When you reach the line that contains "SQLite order database." in the data below, start reproducing lines exactly, and stop after the line that contains "use async_trait::async_trait;".

----- DATA -----

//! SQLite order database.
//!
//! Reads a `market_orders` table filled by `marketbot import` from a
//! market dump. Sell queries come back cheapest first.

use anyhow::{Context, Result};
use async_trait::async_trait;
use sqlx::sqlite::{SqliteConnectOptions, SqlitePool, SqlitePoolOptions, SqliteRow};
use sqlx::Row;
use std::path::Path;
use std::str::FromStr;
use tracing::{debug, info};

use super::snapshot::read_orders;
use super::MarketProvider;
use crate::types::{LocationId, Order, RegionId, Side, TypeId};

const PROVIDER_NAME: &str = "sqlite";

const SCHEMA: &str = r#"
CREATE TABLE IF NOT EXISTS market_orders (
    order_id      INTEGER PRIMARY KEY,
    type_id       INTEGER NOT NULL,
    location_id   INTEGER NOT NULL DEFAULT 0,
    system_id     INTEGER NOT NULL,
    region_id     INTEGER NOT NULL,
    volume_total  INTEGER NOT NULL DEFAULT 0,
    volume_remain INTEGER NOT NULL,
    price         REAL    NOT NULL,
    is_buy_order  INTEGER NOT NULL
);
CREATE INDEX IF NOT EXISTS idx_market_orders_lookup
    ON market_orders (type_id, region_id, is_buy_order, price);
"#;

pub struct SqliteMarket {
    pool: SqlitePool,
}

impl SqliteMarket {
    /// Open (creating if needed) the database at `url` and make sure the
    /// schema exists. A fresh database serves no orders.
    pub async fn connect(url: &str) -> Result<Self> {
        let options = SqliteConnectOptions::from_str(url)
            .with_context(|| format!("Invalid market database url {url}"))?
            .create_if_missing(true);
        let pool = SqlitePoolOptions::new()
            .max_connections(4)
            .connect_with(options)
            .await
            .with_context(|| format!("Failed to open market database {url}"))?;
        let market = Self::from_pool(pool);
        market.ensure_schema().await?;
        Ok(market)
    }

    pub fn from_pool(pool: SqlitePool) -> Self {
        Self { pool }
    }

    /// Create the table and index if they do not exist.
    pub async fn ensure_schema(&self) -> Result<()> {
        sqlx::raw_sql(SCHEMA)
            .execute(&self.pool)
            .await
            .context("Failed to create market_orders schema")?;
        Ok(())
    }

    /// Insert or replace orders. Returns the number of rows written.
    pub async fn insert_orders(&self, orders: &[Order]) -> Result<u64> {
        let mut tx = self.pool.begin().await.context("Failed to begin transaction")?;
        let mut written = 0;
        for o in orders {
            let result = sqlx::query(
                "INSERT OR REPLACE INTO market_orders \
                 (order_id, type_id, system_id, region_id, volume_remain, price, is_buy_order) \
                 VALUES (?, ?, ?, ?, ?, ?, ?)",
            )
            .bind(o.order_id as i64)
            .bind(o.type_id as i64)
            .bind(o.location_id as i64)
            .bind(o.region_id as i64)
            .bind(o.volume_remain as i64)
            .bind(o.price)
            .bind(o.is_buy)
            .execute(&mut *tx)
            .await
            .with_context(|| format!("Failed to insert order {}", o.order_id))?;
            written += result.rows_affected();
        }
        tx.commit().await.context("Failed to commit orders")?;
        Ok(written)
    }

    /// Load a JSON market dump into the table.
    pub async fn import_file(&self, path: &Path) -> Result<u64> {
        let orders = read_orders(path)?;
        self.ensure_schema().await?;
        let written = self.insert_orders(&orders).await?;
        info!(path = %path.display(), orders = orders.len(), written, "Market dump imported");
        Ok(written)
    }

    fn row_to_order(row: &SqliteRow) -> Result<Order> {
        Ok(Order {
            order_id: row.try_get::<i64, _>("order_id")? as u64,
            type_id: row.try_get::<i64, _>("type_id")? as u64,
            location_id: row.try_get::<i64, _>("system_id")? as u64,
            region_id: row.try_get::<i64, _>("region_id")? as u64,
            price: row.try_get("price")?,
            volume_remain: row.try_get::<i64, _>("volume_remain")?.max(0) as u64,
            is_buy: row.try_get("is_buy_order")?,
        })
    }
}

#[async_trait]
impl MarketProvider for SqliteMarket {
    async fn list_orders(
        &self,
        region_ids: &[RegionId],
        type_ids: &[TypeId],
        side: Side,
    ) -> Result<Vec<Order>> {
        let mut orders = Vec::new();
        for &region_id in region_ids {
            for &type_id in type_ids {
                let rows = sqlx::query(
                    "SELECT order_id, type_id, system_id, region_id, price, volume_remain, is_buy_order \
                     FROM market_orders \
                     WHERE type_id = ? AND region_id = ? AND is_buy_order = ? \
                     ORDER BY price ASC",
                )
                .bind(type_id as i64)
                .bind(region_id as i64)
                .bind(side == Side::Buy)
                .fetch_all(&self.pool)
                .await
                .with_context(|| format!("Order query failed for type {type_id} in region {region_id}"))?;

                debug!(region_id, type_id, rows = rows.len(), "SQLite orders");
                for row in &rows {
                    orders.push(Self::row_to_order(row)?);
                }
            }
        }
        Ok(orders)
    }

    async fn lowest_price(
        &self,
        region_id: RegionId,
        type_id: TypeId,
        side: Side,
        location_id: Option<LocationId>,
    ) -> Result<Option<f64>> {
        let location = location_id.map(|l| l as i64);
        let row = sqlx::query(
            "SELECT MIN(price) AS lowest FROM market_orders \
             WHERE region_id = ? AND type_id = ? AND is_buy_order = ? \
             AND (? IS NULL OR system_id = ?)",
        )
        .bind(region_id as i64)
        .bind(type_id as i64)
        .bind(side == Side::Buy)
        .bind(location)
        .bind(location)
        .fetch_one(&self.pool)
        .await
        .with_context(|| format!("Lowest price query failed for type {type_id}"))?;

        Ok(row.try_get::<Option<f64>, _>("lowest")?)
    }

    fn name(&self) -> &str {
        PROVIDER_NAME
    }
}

-----
----- DATA -----

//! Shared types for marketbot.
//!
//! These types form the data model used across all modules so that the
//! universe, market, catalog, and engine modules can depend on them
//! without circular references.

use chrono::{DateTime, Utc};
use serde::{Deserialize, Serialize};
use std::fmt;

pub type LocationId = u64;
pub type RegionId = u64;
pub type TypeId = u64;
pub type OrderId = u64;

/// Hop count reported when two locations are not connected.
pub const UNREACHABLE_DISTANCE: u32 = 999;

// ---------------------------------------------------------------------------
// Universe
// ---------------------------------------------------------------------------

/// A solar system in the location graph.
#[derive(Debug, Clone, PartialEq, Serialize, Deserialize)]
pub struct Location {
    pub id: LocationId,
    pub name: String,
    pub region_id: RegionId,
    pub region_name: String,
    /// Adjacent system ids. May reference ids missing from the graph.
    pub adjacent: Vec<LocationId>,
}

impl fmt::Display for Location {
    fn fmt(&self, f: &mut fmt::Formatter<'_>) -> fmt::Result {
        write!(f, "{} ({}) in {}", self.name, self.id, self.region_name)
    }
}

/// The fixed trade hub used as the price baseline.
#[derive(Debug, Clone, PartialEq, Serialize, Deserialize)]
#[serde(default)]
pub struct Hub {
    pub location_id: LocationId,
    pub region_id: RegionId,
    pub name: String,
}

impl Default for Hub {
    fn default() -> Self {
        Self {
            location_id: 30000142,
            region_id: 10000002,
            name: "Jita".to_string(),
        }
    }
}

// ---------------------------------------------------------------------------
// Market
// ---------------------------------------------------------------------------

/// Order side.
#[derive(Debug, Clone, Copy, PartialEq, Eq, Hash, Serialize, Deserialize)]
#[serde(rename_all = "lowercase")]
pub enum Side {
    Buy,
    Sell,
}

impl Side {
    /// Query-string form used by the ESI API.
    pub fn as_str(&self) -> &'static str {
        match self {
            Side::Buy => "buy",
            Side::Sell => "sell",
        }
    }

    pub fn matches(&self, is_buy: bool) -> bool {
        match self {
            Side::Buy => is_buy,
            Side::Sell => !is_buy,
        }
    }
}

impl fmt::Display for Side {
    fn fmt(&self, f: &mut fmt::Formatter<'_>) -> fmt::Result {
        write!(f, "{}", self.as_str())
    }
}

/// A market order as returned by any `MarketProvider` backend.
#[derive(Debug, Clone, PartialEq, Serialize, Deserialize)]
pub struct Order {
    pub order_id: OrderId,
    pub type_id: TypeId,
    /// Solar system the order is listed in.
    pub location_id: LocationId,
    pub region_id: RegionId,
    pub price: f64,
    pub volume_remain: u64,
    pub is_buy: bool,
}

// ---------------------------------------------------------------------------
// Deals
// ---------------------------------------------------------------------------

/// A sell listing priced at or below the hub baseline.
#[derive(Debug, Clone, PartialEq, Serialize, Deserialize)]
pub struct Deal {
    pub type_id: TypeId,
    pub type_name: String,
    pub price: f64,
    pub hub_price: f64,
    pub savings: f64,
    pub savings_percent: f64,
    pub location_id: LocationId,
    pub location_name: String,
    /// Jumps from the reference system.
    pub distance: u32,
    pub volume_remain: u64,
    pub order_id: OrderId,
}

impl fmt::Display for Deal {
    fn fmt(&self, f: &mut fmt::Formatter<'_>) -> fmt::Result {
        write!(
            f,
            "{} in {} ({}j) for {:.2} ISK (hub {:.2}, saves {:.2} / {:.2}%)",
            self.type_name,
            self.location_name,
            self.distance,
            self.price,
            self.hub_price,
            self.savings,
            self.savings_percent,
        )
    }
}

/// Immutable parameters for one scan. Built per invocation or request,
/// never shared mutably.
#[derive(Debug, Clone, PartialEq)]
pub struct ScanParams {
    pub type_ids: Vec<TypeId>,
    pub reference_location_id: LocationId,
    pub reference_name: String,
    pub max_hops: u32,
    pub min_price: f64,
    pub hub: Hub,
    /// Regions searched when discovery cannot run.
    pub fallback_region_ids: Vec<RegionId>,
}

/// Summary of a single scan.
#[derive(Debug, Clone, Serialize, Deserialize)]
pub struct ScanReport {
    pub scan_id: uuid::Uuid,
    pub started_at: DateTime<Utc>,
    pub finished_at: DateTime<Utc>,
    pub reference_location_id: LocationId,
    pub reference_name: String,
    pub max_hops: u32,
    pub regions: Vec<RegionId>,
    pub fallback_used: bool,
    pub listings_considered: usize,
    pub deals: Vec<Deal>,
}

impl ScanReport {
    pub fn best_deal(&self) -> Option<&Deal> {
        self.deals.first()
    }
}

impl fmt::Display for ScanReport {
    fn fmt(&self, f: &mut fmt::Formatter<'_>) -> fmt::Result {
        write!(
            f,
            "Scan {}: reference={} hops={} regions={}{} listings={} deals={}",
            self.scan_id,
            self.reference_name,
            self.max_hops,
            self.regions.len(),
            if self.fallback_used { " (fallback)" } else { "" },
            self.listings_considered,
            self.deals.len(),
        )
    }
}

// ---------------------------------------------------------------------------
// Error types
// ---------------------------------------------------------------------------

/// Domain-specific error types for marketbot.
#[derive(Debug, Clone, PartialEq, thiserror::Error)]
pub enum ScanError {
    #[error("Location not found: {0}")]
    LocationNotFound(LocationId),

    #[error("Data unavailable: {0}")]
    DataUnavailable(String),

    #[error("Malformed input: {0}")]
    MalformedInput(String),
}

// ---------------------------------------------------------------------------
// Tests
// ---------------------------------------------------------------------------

-----
----- DATA -----

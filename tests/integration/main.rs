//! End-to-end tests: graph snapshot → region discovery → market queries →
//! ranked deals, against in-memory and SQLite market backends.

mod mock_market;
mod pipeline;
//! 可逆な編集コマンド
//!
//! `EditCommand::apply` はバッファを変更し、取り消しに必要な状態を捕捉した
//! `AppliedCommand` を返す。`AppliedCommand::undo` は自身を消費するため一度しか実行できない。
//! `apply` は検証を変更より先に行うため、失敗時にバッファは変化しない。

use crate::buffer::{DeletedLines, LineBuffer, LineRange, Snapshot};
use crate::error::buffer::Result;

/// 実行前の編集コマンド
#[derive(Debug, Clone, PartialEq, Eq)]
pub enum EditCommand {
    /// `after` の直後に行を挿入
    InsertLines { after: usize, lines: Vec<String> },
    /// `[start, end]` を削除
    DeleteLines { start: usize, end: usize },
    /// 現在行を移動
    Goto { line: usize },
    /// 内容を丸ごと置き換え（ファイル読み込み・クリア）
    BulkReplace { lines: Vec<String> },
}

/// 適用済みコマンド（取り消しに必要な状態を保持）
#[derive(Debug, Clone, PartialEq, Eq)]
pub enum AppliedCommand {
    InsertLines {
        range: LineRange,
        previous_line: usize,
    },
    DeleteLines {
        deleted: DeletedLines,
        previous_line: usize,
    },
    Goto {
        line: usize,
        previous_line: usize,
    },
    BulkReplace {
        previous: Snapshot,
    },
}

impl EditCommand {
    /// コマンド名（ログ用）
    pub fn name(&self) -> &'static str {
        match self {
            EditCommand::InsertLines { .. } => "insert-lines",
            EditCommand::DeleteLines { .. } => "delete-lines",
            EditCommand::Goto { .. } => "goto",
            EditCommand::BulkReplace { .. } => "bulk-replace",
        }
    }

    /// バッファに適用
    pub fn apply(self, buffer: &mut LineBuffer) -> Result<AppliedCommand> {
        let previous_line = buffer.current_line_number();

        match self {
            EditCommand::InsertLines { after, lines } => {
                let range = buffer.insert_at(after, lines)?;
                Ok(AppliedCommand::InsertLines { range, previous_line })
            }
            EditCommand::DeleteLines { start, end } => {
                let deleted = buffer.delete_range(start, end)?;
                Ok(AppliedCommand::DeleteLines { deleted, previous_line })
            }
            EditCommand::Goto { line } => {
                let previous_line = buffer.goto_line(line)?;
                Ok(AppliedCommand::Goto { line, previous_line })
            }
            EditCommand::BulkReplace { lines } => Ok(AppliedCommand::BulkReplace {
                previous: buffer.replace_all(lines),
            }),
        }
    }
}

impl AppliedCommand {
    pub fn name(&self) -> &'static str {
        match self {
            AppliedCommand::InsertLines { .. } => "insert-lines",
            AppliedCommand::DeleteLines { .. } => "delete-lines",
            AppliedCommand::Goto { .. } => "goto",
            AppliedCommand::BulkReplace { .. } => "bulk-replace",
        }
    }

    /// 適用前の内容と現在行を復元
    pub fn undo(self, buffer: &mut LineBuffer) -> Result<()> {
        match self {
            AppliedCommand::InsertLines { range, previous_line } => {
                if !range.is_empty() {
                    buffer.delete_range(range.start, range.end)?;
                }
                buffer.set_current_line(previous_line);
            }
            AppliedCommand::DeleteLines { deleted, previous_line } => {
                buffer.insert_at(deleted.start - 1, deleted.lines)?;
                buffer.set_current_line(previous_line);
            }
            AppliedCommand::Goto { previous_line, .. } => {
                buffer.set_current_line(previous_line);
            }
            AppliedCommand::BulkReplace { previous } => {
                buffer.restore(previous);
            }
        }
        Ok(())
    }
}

-----

• RESPONSE BOX
//! SQLite order database.
//!
//! Reads a `market_orders` table filled by `marketbot import` from a
//! market dump. Sell queries come back cheapest first.

use anyhow::{Context, Result};
use async_trait::async_trait;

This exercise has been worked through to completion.